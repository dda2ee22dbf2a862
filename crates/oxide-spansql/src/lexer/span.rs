//! Byte-offset locations of tokens within the parsed text.

use core::fmt;

/// A half-open byte range in the source text.
#[derive(Debug, Clone, Copy, PartialEq, Eq, Hash, Default)]
pub struct Span {
    /// Start byte offset (inclusive).
    pub start: usize,
    /// End byte offset (exclusive).
    pub end: usize,
}

impl Span {
    /// Creates a new span.
    #[must_use]
    pub const fn new(start: usize, end: usize) -> Self {
        Self { start, end }
    }

    /// An empty span positioned at `offset`.
    #[must_use]
    pub const fn at(offset: usize) -> Self {
        Self::new(offset, offset)
    }

    /// Returns the length of the span in bytes.
    #[must_use]
    pub const fn len(&self) -> usize {
        self.end - self.start
    }

    /// Returns true if the span is empty.
    #[must_use]
    pub const fn is_empty(&self) -> bool {
        self.start == self.end
    }

    /// Returns the text covered by this span.
    ///
    /// # Panics
    ///
    /// Panics if the span is out of bounds for `source` or does not fall on
    /// character boundaries.
    #[must_use]
    pub fn slice<'a>(&self, source: &'a str) -> &'a str {
        &source[self.start..self.end]
    }
}

impl fmt::Display for Span {
    fn fmt(&self, f: &mut fmt::Formatter<'_>) -> fmt::Result {
        write!(f, "{}..{}", self.start, self.end)
    }
}
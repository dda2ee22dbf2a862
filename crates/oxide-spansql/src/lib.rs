//! # oxide-spansql
//!
//! A parser for the Cloud Spanner DDL and query dialect.
//!
//! This crate provides:
//! - A lexer producing tokens with byte spans, numeric values and unescaped
//!   string contents
//! - A recursive descent parser for `CREATE TABLE`, `CREATE INDEX`,
//!   `ALTER TABLE`, `DROP TABLE` and `DROP INDEX`
//! - A query parser for `SELECT ... FROM ... WHERE ... ORDER BY ... LIMIT`
//!
//! The parser is purely syntactic: it does not resolve names or check types,
//! except that the operands of `AND`, `OR` and `WHERE` must be able to
//! evaluate to a boolean.
//!
//! ## Parsing DDL
//!
//! ```rust
//! use oxide_spansql::{parse_ddl, Statement};
//!
//! let ddl = parse_ddl(
//!     "CREATE TABLE Singers (SingerId INT64 NOT NULL, Name STRING(MAX)) \
//!      PRIMARY KEY (SingerId);
//!      DROP INDEX SingersByName;",
//! )
//! .unwrap();
//!
//! assert_eq!(ddl.statements.len(), 2);
//! assert!(matches!(ddl.statements[0], Statement::CreateTable(_)));
//! ```
//!
//! ## Parsing queries
//!
//! ```rust
//! use oxide_spansql::{parse_query, Limit};
//!
//! let query = parse_query("SELECT A, B FROM Singers WHERE A > 7 LIMIT @n").unwrap();
//! assert_eq!(query.select.list.len(), 2);
//! assert_eq!(query.limit, Some(Limit::Param(String::from("n"))));
//! ```
//!
//! ## Errors
//!
//! Every failure is a [`ParseError`] carrying an [`ErrorKind`] and the byte
//! span it refers to:
//!
//! ```rust
//! use oxide_spansql::{parse_query, ErrorKind};
//!
//! let err = parse_query("SELECT 1 OR 2").unwrap_err();
//! assert!(matches!(err.kind, ErrorKind::NotBoolean { .. }));
//! ```

pub mod ast;
pub mod lexer;
pub mod parser;

use tracing::debug;

pub use ast::{Ddl, Expr, Limit, Query, Statement, Type};
pub use lexer::{Lexer, Span, Token, TokenKind};
pub use parser::{ErrorKind, ParseError, Parser};

/// Parses a DDL file: zero or more statements separated by `;`.
///
/// # Errors
///
/// Returns the first lexical or syntax error.
pub fn parse_ddl(input: &str) -> Result<Ddl, ParseError> {
    Parser::new(input)
        .parse_ddl()
        .inspect_err(|e| debug!(error = %e, "failed to parse DDL"))
}

/// Parses exactly one DDL statement, with no trailing `;`.
///
/// # Errors
///
/// Returns the first lexical or syntax error, or
/// [`ErrorKind::TrailingContents`] if anything follows the statement.
pub fn parse_ddl_stmt(input: &str) -> Result<Statement, ParseError> {
    let mut parser = Parser::new(input);
    parser
        .parse_statement()
        .and_then(|stmt| parser.finish().map(|()| stmt))
        .inspect_err(|e| debug!(error = %e, "failed to parse DDL statement"))
}

/// Parses one query.
///
/// # Errors
///
/// Returns the first lexical, syntax or shape error, or
/// [`ErrorKind::TrailingContents`] if anything follows the query.
pub fn parse_query(input: &str) -> Result<Query, ParseError> {
    let mut parser = Parser::new(input);
    parser
        .parse_query()
        .and_then(|query| parser.finish().map(|()| query))
        .inspect_err(|e| debug!(error = %e, "failed to parse query"))
}
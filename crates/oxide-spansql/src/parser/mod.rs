//! DDL and query parser
//!
//! A hand-written recursive descent parser over a cursor with one token of
//! pushback. Expressions use a fixed ladder of precedence levels.

mod cursor;
mod error;
mod expression;
mod parser;

pub use cursor::{Cursor, Lexeme};
pub use error::{ErrorKind, ParseError};
pub use parser::Parser;
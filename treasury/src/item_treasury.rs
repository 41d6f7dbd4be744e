//! Non-fungible escrow treasury

use std::collections::BTreeMap;

use log::info;
use registry::NonFungibleAsset;
use roles::{Capability, RoleGate};
use serde::{Deserialize, Serialize};

use crate::error::{Result, TreasuryError};

/// Holds items in custody and records the depositor per item id, so an
/// administrator-authorized withdraw returns each item to whoever parted
/// with it.
#[derive(Debug, Clone, Serialize, Deserialize)]
pub struct ItemTreasury {
    custody: String,
    asset: Option<String>,
    // item id -> depositor
    holders: BTreeMap<u64, String>,
    roles: RoleGate,
}

impl ItemTreasury {
    pub fn new(admin: &str, custody: &str) -> Self {
        Self {
            custody: custody.to_string(),
            asset: None,
            holders: BTreeMap::new(),
            roles: RoleGate::new(admin),
        }
    }

    pub fn custody(&self) -> &str {
        &self.custody
    }

    /// Bind the treasury to one item collection. Caller must hold `Admin`.
    pub fn set_asset_reference(
        &mut self,
        caller: &str,
        asset: &impl NonFungibleAsset,
    ) -> Result<()> {
        self.roles.require(Capability::Admin, caller)?;
        self.asset = Some(asset.asset_id().to_string());
        Ok(())
    }

    fn check_asset(&self, asset: &impl NonFungibleAsset) -> Result<()> {
        match &self.asset {
            None => Err(TreasuryError::AssetUnset),
            Some(expected) if expected != asset.asset_id() => Err(TreasuryError::AssetMismatch {
                expected: expected.clone(),
                actual: asset.asset_id().to_string(),
            }),
            Some(_) => Ok(()),
        }
    }

    /// Recorded depositor of `id`, if the item is in custody.
    pub fn holder_of(&self, id: u64) -> Option<&str> {
        self.holders.get(&id).map(String::as_str)
    }

    /// Move item `id` from the caller into custody. The caller must
    /// currently own the item.
    pub fn deposit(
        &mut self,
        asset: &mut impl NonFungibleAsset,
        caller: &str,
        id: u64,
    ) -> Result<()> {
        self.check_asset(asset)?;
        match asset.owner_of(id) {
            Some(owner) if owner == caller => {}
            _ => {
                return Err(TreasuryError::NotItemOwner {
                    id,
                    account: caller.to_string(),
                })
            }
        }
        asset.transfer_from(caller, caller, &self.custody, id)?;
        self.holders.insert(id, caller.to_string());
        info!("treasury {}: item {} deposited by {}", self.custody, id, caller);
        Ok(())
    }

    /// Return item `id` to its recorded depositor. Caller must hold
    /// `Admin` or `Custodian`. Fails if the item is not actually in
    /// custody.
    pub fn withdraw(
        &mut self,
        asset: &mut impl NonFungibleAsset,
        caller: &str,
        id: u64,
    ) -> Result<()> {
        if !self.roles.has(Capability::Custodian, caller) {
            self.roles.require(Capability::Admin, caller)?;
        }
        self.check_asset(asset)?;
        let holder = match self.holders.get(&id) {
            Some(holder) => holder.clone(),
            None => return Err(TreasuryError::NotInCustody(id)),
        };
        if asset.owner_of(id) != Some(self.custody.as_str()) {
            return Err(TreasuryError::NotInCustody(id));
        }
        asset.transfer_from(&self.custody, &self.custody, &holder, id)?;
        self.holders.remove(&id);
        info!("treasury {}: item {} returned to {}", self.custody, id, holder);
        Ok(())
    }

    /// Grant a treasury capability. Caller must hold `Admin`.
    pub fn grant_role(&mut self, caller: &str, capability: Capability, account: &str) -> Result<()> {
        self.roles.grant(caller, capability, account)?;
        Ok(())
    }
}
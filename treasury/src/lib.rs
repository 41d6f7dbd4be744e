//! Escrow treasuries
//!
//! Custodial components layered on the fungible ledger and the item
//! registry. A treasury holds balances or items on behalf of the contract
//! custody account; depositors are made whole again only through an
//! administrator-authorized withdraw.

pub mod error;
pub mod item_treasury;
pub mod token_treasury;

pub use error::{Result, TreasuryError};
pub use item_treasury::ItemTreasury;
pub use token_treasury::TokenTreasury;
....
WHAT TO DO:
Wherever the word "items" appears in the entries above, copy that line.

WRITTEN SOLUTION:
/// Holds items in custody and records the depositor per item id, so an
//! registry. A treasury holds balances or items on behalf of the contract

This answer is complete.